Точно так же я не могу согласиться с логически вытекающим из Ваших высказываний убеждением, что научное восприятие чего-либо (например, гранита) менее значимо, чем эстетическое. Лично для меня оба эти способа восприятия не являются взаимоисключающими, и уж тем более я не склонна при выборе друзей основываться на их отношении к вулканическим горным породам! К слову сказать, нужно непременно написать Лиззи – мне стыдно, но в общении с ней я, после ухода из __________, проявляла столь характерную в таких случаях забывчивость.
Я помню о статье, которую Вы просили написать, и очень надеюсь, что в самом ближайшем будущем пришлю Вам что-либо подходящее. А Вы тем временем, коли будет охота, можете подкинуть мне новую тему для размышления!
С наилучшими пожеланиями
Дженет
P.S. Очень польщена, что Ваша дорогая матушка была обо мне столь высокого мнения, хотя, должна признаться, не понимаю, в чем и каким образом я могла бы стать Вашим «спасением». Спасением от кого или от чего?
Глагол «prescribe» означает предписывать, устанавливать правила.
Глагол «proscribe» означает запрещать, денонсировать.
Всего одна буква – а какая разница, говорю я адвокату, который в это время копается в бумагах. «Буква» – по-английски «letter». Это же слово означает «письмо». Поэтому адвокат интересуется, о каком письме я говорю, своем или от мисс Макмагон?
Я говорю о букве О.
Он ни черта не понимает. Я наслаждаюсь отсутствием взаимопонимания между нами и рад тому, что мы говорим на разных языках. Только так я могу научить его уважать мою точку зрения. Мое дело. Но как только я начинаю объяснять, что имелось в виду, он перебивает меня и в который раз настоятельно просит не отвлекаться от темы. И вот мы продолжаем обсуждать письма – мои и мисс Макмагон, – и мне нельзя поговорить о том, до какой степени неуловима разница между «prescribe» и «proscribe». О том, что одна-единственная буква способна изменить слово настолько, что оно начинает означать нечто совершенно иное. Вставьте букву «е» в слово «dad» (папа) – и у вас получится «dead» (мертвый).

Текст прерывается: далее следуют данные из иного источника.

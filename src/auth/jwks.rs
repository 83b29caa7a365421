// SPDX-License-Identifier: AGPL-3.0-or-later
//
// Copyright (C) 2026 Relational Network

//! JWKS (JSON Web Key Set) fetching and caching.
//!
//! ## Security
//!
//! - JWKS is fetched via HTTPS only
//! - Keys are cached with a configurable TTL (default 5 minutes)
//! - On fetch failure, a stale cache is served only within a bounded grace
//!   window (2x TTL); beyond it verification fails closed with
//!   `KeySetUnavailable`. An identity-provider outage degrades availability,
//!   never authentication.
//! - Refreshes are single-flight: concurrent callers that miss the cache
//!   share one upstream fetch.
//!
//! ## Usage
//!
//! Initialize `JwksCache` with CLERK_JWKS_URL in main.rs and store in AppState.
//! The Auth extractor uses it for production JWT verification.

use std::future::Future;
use std::pin::Pin;
use std::sync::Arc;
use std::time::{Duration, Instant};

use jsonwebtoken::jwk::{AlgorithmParameters, Jwk, JwkSet};
use jsonwebtoken::{Algorithm, DecodingKey};
use tokio::sync::{Mutex, RwLock};
use tracing::{error, warn};

use super::error::AuthError;

/// Default JWKS cache TTL (5 minutes).
const DEFAULT_CACHE_TTL: Duration = Duration::from_secs(300);

/// How many TTLs a stale key set may keep being served after fetches start
/// failing.
const STALE_GRACE_FACTOR: u32 = 2;

/// Source of a key set. The production implementation fetches over HTTPS;
/// tests substitute a stub.
pub trait KeyFetcher: Send + Sync {
    fn fetch(&self) -> Pin<Box<dyn Future<Output = Result<JwkSet, AuthError>> + Send + '_>>;
}

/// HTTPS key fetcher against the identity provider's JWKS endpoint.
struct HttpKeyFetcher {
    jwks_url: String,
    client: reqwest::Client,
}

impl KeyFetcher for HttpKeyFetcher {
    fn fetch(&self) -> Pin<Box<dyn Future<Output = Result<JwkSet, AuthError>> + Send + '_>> {
        Box::pin(async move {
            let response = self
                .client
                .get(&self.jwks_url)
                .send()
                .await
                .map_err(|e| {
                    warn!(error = %e, "JWKS fetch failed");
                    AuthError::KeySetUnavailable
                })?;

            if !response.status().is_success() {
                warn!(status = %response.status(), "JWKS endpoint returned non-success");
                return Err(AuthError::KeySetUnavailable);
            }

            let jwks: JwkSet = response.json().await.map_err(|e| {
                warn!(error = %e, "JWKS response was not a valid key set");
                AuthError::KeySetUnavailable
            })?;

            Ok(jwks)
        })
    }
}

/// JWKS cache entry.
struct CacheEntry {
    jwks: JwkSet,
    fetched_at: Instant,
}

/// Caching JWKS client.
///
/// Fetches and caches the identity provider's key set for JWT verification.
#[derive(Clone)]
pub struct JwksCache {
    fetcher: Arc<dyn KeyFetcher>,
    /// Cache TTL
    cache_ttl: Duration,
    /// Cached key set
    cache: Arc<RwLock<Option<CacheEntry>>>,
    /// Held across an upstream fetch so concurrent refreshes collapse into one
    refresh_lock: Arc<Mutex<()>>,
}

impl JwksCache {
    /// Create a new JWKS cache over an HTTPS fetcher.
    ///
    /// # Arguments
    /// - `jwks_url`: The JWKS endpoint URL (e.g., `https://your-clerk-domain.clerk.accounts.dev/.well-known/jwks.json`)
    pub fn new(jwks_url: impl Into<String>) -> Self {
        let fetcher = HttpKeyFetcher {
            jwks_url: jwks_url.into(),
            client: reqwest::Client::builder()
                .timeout(Duration::from_secs(10))
                .build()
                .expect("Failed to create HTTP client"),
        };
        Self::with_fetcher(Arc::new(fetcher))
    }

    /// Create over a custom fetcher (used by tests).
    pub fn with_fetcher(fetcher: Arc<dyn KeyFetcher>) -> Self {
        Self {
            fetcher,
            cache_ttl: DEFAULT_CACHE_TTL,
            cache: Arc::new(RwLock::new(None)),
            refresh_lock: Arc::new(Mutex::new(())),
        }
    }

    /// Create with custom cache TTL.
    pub fn with_cache_ttl(mut self, ttl: Duration) -> Self {
        self.cache_ttl = ttl;
        self
    }

    /// Get the key set, consulting the cache first.
    ///
    /// Within TTL the cached set is returned directly. Past TTL a refresh is
    /// attempted; if the refresh fails, a stale set within the grace window
    /// (2x TTL) is served with a warning, and anything older fails closed.
    async fn get_jwks(&self) -> Result<JwkSet, AuthError> {
        if let Some(jwks) = self.cached_within(self.cache_ttl).await {
            return Ok(jwks);
        }

        // Single-flight: only one caller performs the upstream fetch.
        let _guard = self.refresh_lock.lock().await;

        // Another caller may have refreshed while we waited on the lock.
        if let Some(jwks) = self.cached_within(self.cache_ttl).await {
            return Ok(jwks);
        }

        match self.fetcher.fetch().await {
            Ok(jwks) => {
                let mut cache = self.cache.write().await;
                *cache = Some(CacheEntry {
                    jwks: jwks.clone(),
                    fetched_at: Instant::now(),
                });
                Ok(jwks)
            }
            Err(fetch_err) => {
                let grace = self.cache_ttl * STALE_GRACE_FACTOR;
                if let Some(jwks) = self.cached_within(grace).await {
                    warn!("JWKS refresh failed; serving stale key set within grace window");
                    return Ok(jwks);
                }
                error!("JWKS refresh failed and no usable cached key set; failing closed");
                Err(fetch_err)
            }
        }
    }

    /// Clone of the cached key set if it is younger than `max_age`.
    async fn cached_within(&self, max_age: Duration) -> Option<JwkSet> {
        let cache = self.cache.read().await;
        match &*cache {
            Some(entry) if entry.fetched_at.elapsed() < max_age => Some(entry.jwks.clone()),
            _ => None,
        }
    }

    /// Get a decoding key for the given key ID.
    pub async fn get_decoding_key(&self, kid: &str) -> Result<(DecodingKey, Algorithm), AuthError> {
        let jwks = self.get_jwks().await?;

        let jwk = jwks
            .keys
            .iter()
            .find(|k| k.common.key_id.as_deref() == Some(kid))
            .ok_or(AuthError::NoMatchingKey)?;

        jwk_to_decoding_key(jwk)
    }

    /// Get any valid decoding key (for tokens without kid).
    pub async fn get_any_decoding_key(&self) -> Result<(DecodingKey, Algorithm), AuthError> {
        let jwks = self.get_jwks().await?;

        for jwk in &jwks.keys {
            if let Ok(result) = jwk_to_decoding_key(jwk) {
                return Ok(result);
            }
        }

        Err(AuthError::NoMatchingKey)
    }

    /// Force refresh the cache. Used by the readiness probe.
    pub async fn refresh(&self) -> Result<(), AuthError> {
        let jwks = self.fetcher.fetch().await?;
        let mut cache = self.cache.write().await;
        *cache = Some(CacheEntry {
            jwks,
            fetched_at: Instant::now(),
        });
        Ok(())
    }

    /// Check if a key set is currently cached and within TTL.
    pub async fn is_cached(&self) -> bool {
        self.cached_within(self.cache_ttl).await.is_some()
    }
}

/// Convert a JWK to a DecodingKey.
///
/// Only RSA and EC keys are supported; anything else is unusable for the
/// asymmetric algorithm allow-list and reports `NoMatchingKey`.
fn jwk_to_decoding_key(jwk: &Jwk) -> Result<(DecodingKey, Algorithm), AuthError> {
    match &jwk.algorithm {
        AlgorithmParameters::RSA(rsa) => {
            let key = DecodingKey::from_rsa_components(&rsa.n, &rsa.e)
                .map_err(|_| AuthError::NoMatchingKey)?;

            let alg = jwk
                .common
                .key_algorithm
                .map(|a| match a {
                    jsonwebtoken::jwk::KeyAlgorithm::RS256 => Algorithm::RS256,
                    jsonwebtoken::jwk::KeyAlgorithm::RS384 => Algorithm::RS384,
                    jsonwebtoken::jwk::KeyAlgorithm::RS512 => Algorithm::RS512,
                    _ => Algorithm::RS256, // Default for RSA
                })
                .unwrap_or(Algorithm::RS256);

            Ok((key, alg))
        }
        AlgorithmParameters::EllipticCurve(ec) => {
            let key = DecodingKey::from_ec_components(&ec.x, &ec.y)
                .map_err(|_| AuthError::NoMatchingKey)?;

            let alg = jwk
                .common
                .key_algorithm
                .map(|a| match a {
                    jsonwebtoken::jwk::KeyAlgorithm::ES256 => Algorithm::ES256,
                    jsonwebtoken::jwk::KeyAlgorithm::ES384 => Algorithm::ES384,
                    _ => Algorithm::ES256, // Default for EC
                })
                .unwrap_or(Algorithm::ES256);

            Ok((key, alg))
        }
        _ => Err(AuthError::NoMatchingKey),
    }
}

#[cfg(test)]
mod tests {
    use super::*;
    use std::sync::atomic::{AtomicUsize, Ordering};

    /// Stub fetcher whose behavior flips between a fixed key set and failure.
    struct StubFetcher {
        fail: std::sync::atomic::AtomicBool,
        calls: AtomicUsize,
    }

    impl StubFetcher {
        fn new() -> Self {
            Self {
                fail: std::sync::atomic::AtomicBool::new(false),
                calls: AtomicUsize::new(0),
            }
        }

        fn set_failing(&self, failing: bool) {
            self.fail.store(failing, Ordering::SeqCst);
        }

        fn call_count(&self) -> usize {
            self.calls.load(Ordering::SeqCst)
        }
    }

    impl KeyFetcher for StubFetcher {
        fn fetch(&self) -> Pin<Box<dyn Future<Output = Result<JwkSet, AuthError>> + Send + '_>> {
            Box::pin(async move {
                self.calls.fetch_add(1, Ordering::SeqCst);
                if self.fail.load(Ordering::SeqCst) {
                    Err(AuthError::KeySetUnavailable)
                } else {
                    Ok(JwkSet { keys: vec![] })
                }
            })
        }
    }

    #[tokio::test]
    async fn cache_initially_empty() {
        let cache = JwksCache::new("https://example.com/.well-known/jwks.json");
        assert!(!cache.is_cached().await);
    }

    #[test]
    fn custom_cache_ttl() {
        let cache = JwksCache::new("https://example.com/.well-known/jwks.json")
            .with_cache_ttl(Duration::from_secs(60));
        assert_eq!(cache.cache_ttl, Duration::from_secs(60));
    }

    #[tokio::test]
    async fn fresh_cache_skips_upstream() {
        let fetcher = Arc::new(StubFetcher::new());
        let cache = JwksCache::with_fetcher(fetcher.clone()).with_cache_ttl(Duration::from_secs(300));

        cache.get_jwks().await.unwrap();
        cache.get_jwks().await.unwrap();
        cache.get_jwks().await.unwrap();

        assert_eq!(fetcher.call_count(), 1);
    }

    #[tokio::test]
    async fn serves_stale_within_grace_window() {
        let fetcher = Arc::new(StubFetcher::new());
        // TTL 50ms, grace 100ms
        let cache =
            JwksCache::with_fetcher(fetcher.clone()).with_cache_ttl(Duration::from_millis(50));

        cache.get_jwks().await.unwrap();

        // Age the entry past TTL but inside the grace window, then fail fetches
        std::thread::sleep(Duration::from_millis(60));
        fetcher.set_failing(true);

        let result = cache.get_jwks().await;
        assert!(result.is_ok(), "stale set within grace must be served");
    }

    #[tokio::test]
    async fn fails_closed_beyond_grace_window() {
        let fetcher = Arc::new(StubFetcher::new());
        let cache =
            JwksCache::with_fetcher(fetcher.clone()).with_cache_ttl(Duration::from_millis(20));

        cache.get_jwks().await.unwrap();

        // Age the entry past 2x TTL
        std::thread::sleep(Duration::from_millis(50));
        fetcher.set_failing(true);

        let result = cache.get_jwks().await;
        assert!(matches!(result, Err(AuthError::KeySetUnavailable)));
    }

    #[tokio::test]
    async fn fails_closed_with_no_cache_at_all() {
        let fetcher = Arc::new(StubFetcher::new());
        fetcher.set_failing(true);
        let cache = JwksCache::with_fetcher(fetcher.clone());

        let result = cache.get_jwks().await;
        assert!(matches!(result, Err(AuthError::KeySetUnavailable)));
    }

    #[tokio::test]
    async fn concurrent_misses_share_one_fetch() {
        let fetcher = Arc::new(StubFetcher::new());
        let cache = JwksCache::with_fetcher(fetcher.clone()).with_cache_ttl(Duration::from_secs(300));

        let (a, b, c) = tokio::join!(cache.get_jwks(), cache.get_jwks(), cache.get_jwks());
        a.unwrap();
        b.unwrap();
        c.unwrap();

        assert_eq!(fetcher.call_count(), 1);
    }
}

Слова – это символы, учила нас мисс Макмагон. Изображения предметов и явлений, но не сами предметы или явления.
Рассказывая адвокату о событиях прошедшего года – об эпизодах, – я выстраиваю символы в ряды. Рассказываю истории, которые суть не действия, но слова. Суд будет выносить приговор на основании не событий, но улик. Устных и письменных свидетельств, фотографий, документов. Магнитофонных записей. Таблиц. Меня будут судить по набору изображений. Когда объявят приговор, я стану не правым или виноватым, а «виновным» или «невиновным». Мою фотографию покажут по телевизору, она появится в газетах, она будет моим изображением. Изображением Грегори Линна (сироты, холостяка, с четырех с половиной лет единственного ребенка в семье). Оно будет черно-белое, на нем не будет понятно, что у меня один глаз карий и один зеленый.
С адвокатом нельзя поговорить и о том, что образование – все равно что закон, оно и предписывает, и запрещает одновременно. И озабочено главным образом установлением правил: как учиться (что нужно знать и чего не нужно), как себя вести (что можно и чего нельзя делать), потому что наличие правил позволяет наказывать тех, кто их нарушает. Позволяет создавать идеальных граждан.